This week has been quite windy and with heavy winds coming from the northwest, I found a place to bird that is somewhat protected from the wind but also has a reputation for being one of the hot spots for spotting the new arrivals. Hoping to find some unusual bird subjects, it's time to go to San Andres Trail at the San Dieguito Lagoon.
When looking for birds in the Arroyo willows that have leafed out, it can be quite a challenge. I feel much frustration trying to spot bird movement as the wind is gusting through the newly sprouted green leaves and a lot of patience and luck is required to stay and wait for your bird subjects. A female Allen's Hummingbird watches my every move.
The area I am searching is only about 150 feet from the trail entrance. There is a bridge that crosses a little creek and on the south side of the trail, the land slopes down towards the San Dieguito River bed and forms a natural wind barrier that also feels a few degrees warmer. The ground is covered with evening primrose and some are starting to bloom. This is a really pretty and unique area that seems to attract a lot of visiting birds. Here is a close-up of this beautiful Allen's Hummingbird.
The little hummer in flight.
One last shot of this curious hummer.
I spot an unusual bird that I haven't seen before. It appears to be a Vireo of some kind. Perhaps a Warbling Vireo... a life bird for me! He had no wingbars and a dark-colored back with light undersides.
Warbling Vireo, Vireo gilvus measures 5.5 inches long with a wingspan of 8.5 inches.
A nice pose.
Another visitor is spotted in the same area. A Yellow-breasted Chat shows off his beautiful yellow breast.
Yellow-breasted Chat , Icteria virens measures 7.5 inches with a wingspan of 9.75 inches.
A look at his black lores and bill.
A topside view and he disappears into the thick willows.
Disappointed that the Chat didn't stick around for closer shots, I hear a familiar call and find this bird subject in a nearby branch. He is singing his heart out. It's the male Common Yellowthroat.
He grabs a quick snack between songs.
Back to singing.
He is one beautiful bird.
Common Yellowthroat, Geothlypis trichas measures 5 inches long with a wingspan of 6.75 inches.
Only the males have the black mask on the face.
One last shot of the Common Yellowthroat. As I walk towards the bridge spotting two new visitors that just flew in.
One appears to be a male Brown-headed Cowbird.
The other dark bird displays his wing and tail feathers. He repeats this display several times and then both birds flies off.

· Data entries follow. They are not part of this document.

//! # Error Types
//!
//! Domain-specific error types for stockroom-core.
//!
//! ## Error Hierarchy
//! ```text
//! ┌─────────────────────────────────────────────────────────────────────────┐
//! │                         Error Types                                     │
//! │                                                                         │
//! │  stockroom-core errors (this file)                                     │
//! │  ├── CoreError        - Ledger / assembly / lookup failures            │
//! │  ├── ValidationError  - Input validation failures                      │
//! │  └── ErrorKind        - Flat taxonomy the request layer maps on        │
//! │                                                                         │
//! │  stockroom-db errors (separate crate)                                  │
//! │  └── DbError          - Storage failures, wraps CoreError              │
//! │                                                                         │
//! │  Flow: ValidationError → CoreError → DbError → ApiError → caller       │
//! └─────────────────────────────────────────────────────────────────────────┘
//! ```
//!
//! Every variant raised inside a mutating operation aborts its transaction.

use serde::Serialize;
use thiserror::Error;
use ts_rs::TS;

// =============================================================================
// Core Error
// =============================================================================

/// Core business logic errors.
#[derive(Debug, Error)]
pub enum CoreError {
    /// Bad caller input; nothing was mutated.
    #[error("Validation error: {0}")]
    Validation(#[from] ValidationError),

    /// A referenced entity does not exist.
    #[error("{entity} not found: {id}")]
    NotFound { entity: String, id: String },

    /// Reservation asked for more than the article holds.
    ///
    /// ## User Workflow
    /// ```text
    /// Create product (article 7, 12.5 kg)
    ///      │
    ///      ▼
    /// Lock article 7: kg = 10.0
    ///      │
    ///      ▼
    /// InsufficientStock { article: 7, available: 10.0, requested: 12.5 }
    ///      │
    ///      ▼
    /// Transaction rolled back, stock untouched
    /// ```
    #[error("Insufficient stock for article {article}: available {available}, requested {requested}")]
    InsufficientStock {
        article: i64,
        available: f64,
        requested: f64,
    },

    /// The ledger was asked to move stock of an article that has no row.
    #[error("Article not found: {0}")]
    ArticleNotFound(i64),

    /// The product cannot join (or stay in) the order in its current status.
    #[error("Product {product} is unavailable: {reason}")]
    ProductUnavailable { product: i64, reason: String },

    /// The product is already linked to another order.
    #[error("Product {product} is already linked to order {order}")]
    ProductConflict { product: i64, order: i64 },

    /// Every generated product name candidate was already taken.
    #[error("Could not generate a unique product name after {attempts} attempts")]
    NameExhausted { attempts: u32 },
}

impl CoreError {
    /// Creates a NotFound error for a given entity type and ID.
    pub fn not_found(entity: impl Into<String>, id: impl ToString) -> Self {
        CoreError::NotFound {
            entity: entity.into(),
            id: id.to_string(),
        }
    }

    /// Returns the taxonomy bucket of this error.
    pub fn kind(&self) -> ErrorKind {
        match self {
            CoreError::Validation(_) => ErrorKind::Validation,
            CoreError::NotFound { .. } => ErrorKind::NotFound,
            CoreError::InsufficientStock { .. } => ErrorKind::InsufficientStock,
            CoreError::ArticleNotFound(_) => ErrorKind::ArticleNotFound,
            CoreError::ProductUnavailable { .. } => ErrorKind::ProductUnavailable,
            CoreError::ProductConflict { .. } => ErrorKind::ProductConflict,
            CoreError::NameExhausted { .. } => ErrorKind::Unavailable,
        }
    }
}

// =============================================================================
// Validation Error
// =============================================================================

/// Input validation errors.
///
/// Raised before any SQL runs, so the caller can fix the request and retry.
#[derive(Debug, Error)]
pub enum ValidationError {
    /// A required field is missing or empty.
    #[error("{field} is required")]
    Required { field: String },

    /// Field value is too long.
    #[error("{field} must be at most {max} characters")]
    TooLong { field: String, max: usize },

    /// Numeric value is out of range.
    #[error("{field} must be between {min} and {max}")]
    OutOfRange { field: String, min: i64, max: i64 },

    /// Value must be positive.
    #[error("{field} must be positive")]
    MustBePositive { field: String },

    /// Value must not be negative.
    #[error("{field} must not be negative")]
    MustNotBeNegative { field: String },

    /// Invalid format (e.g., an unparseable date).
    #[error("{field} has invalid format: {reason}")]
    InvalidFormat { field: String, reason: String },

    /// Value is not in allowed set.
    #[error("{field} must be one of: {allowed:?}")]
    NotAllowed { field: String, allowed: Vec<String> },

    /// Duplicate value (e.g., the same product twice in one order).
    #[error("{field} '{value}' is duplicated")]
    Duplicate { field: String, value: String },
}

// =============================================================================
// Error Kind
// =============================================================================

/// Flat error taxonomy shared by every layer.
///
/// The request layer maps these onto transport responses:
///
/// | Kind                 | HTTP |
/// |----------------------|------|
/// | `Validation`         | 400  |
/// | `NotFound`           | 404  |
/// | `InsufficientStock`  | 409  |
/// | `ArticleNotFound`    | 409  |
/// | `ProductUnavailable` | 409  |
/// | `ProductConflict`    | 409  |
/// | `Internal`           | 500  |
/// | `Unavailable`        | 503  |
#[derive(Debug, Clone, Copy, PartialEq, Eq, Serialize, TS)]
#[serde(rename_all = "SCREAMING_SNAKE_CASE")]
#[ts(export)]
pub enum ErrorKind {
    Validation,
    NotFound,
    InsufficientStock,
    ArticleNotFound,
    ProductUnavailable,
    ProductConflict,
    Internal,
    Unavailable,
}

impl ErrorKind {
    /// HTTP status code equivalent.
    pub const fn http_status(&self) -> u16 {
        match self {
            ErrorKind::Validation => 400,
            ErrorKind::NotFound => 404,
            ErrorKind::InsufficientStock
            | ErrorKind::ArticleNotFound
            | ErrorKind::ProductUnavailable
            | ErrorKind::ProductConflict => 409,
            ErrorKind::Internal => 500,
            ErrorKind::Unavailable => 503,
        }
    }
}

// =============================================================================
// Result Type Alias
// =============================================================================

/// Convenience type alias for Results with CoreError.
pub type CoreResult<T> = Result<T, CoreError>;

// =============================================================================
// Unit Tests
// =============================================================================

Thinking that it's a good time to start for home, I spot something yellow in the willows again. Hoping it was the Yellow Warbler that I have been hearing for the last hour, I focused the camera lens on the quick-moving bird. It turned out to be a Wilson's Warbler.
Peaking through the willows.
Posing for the camera.
Wilson's Warbler, Cardellina pusilla measures 4.75 inches long with a wingspan of 7 inches.
A look at his under-wings as he take off to another tree.
As I am ready to head home an Anna's Hummingbird makes an appearance in front of where I searching for that Yellow Warbler.
My goodness, she is flying into her little hidden nest.
She pauses in front of her nest but it's too late, I've already spotted her little treasure.
She settles in to brood.
What a wonderful find. The nest is only about 3 feet off the ground but well hidden. I hope to see the nestlings soon.
As I walk towards the parking area, I hear that familiar call again that tells me there is a Yellow Warbler near. I search and search and sure enough, there he is! But this is the only shot I get as he makes a quick exit out of the area. Well I will just have to see if I can get some shots on my next visit to this wonderful little birding spot.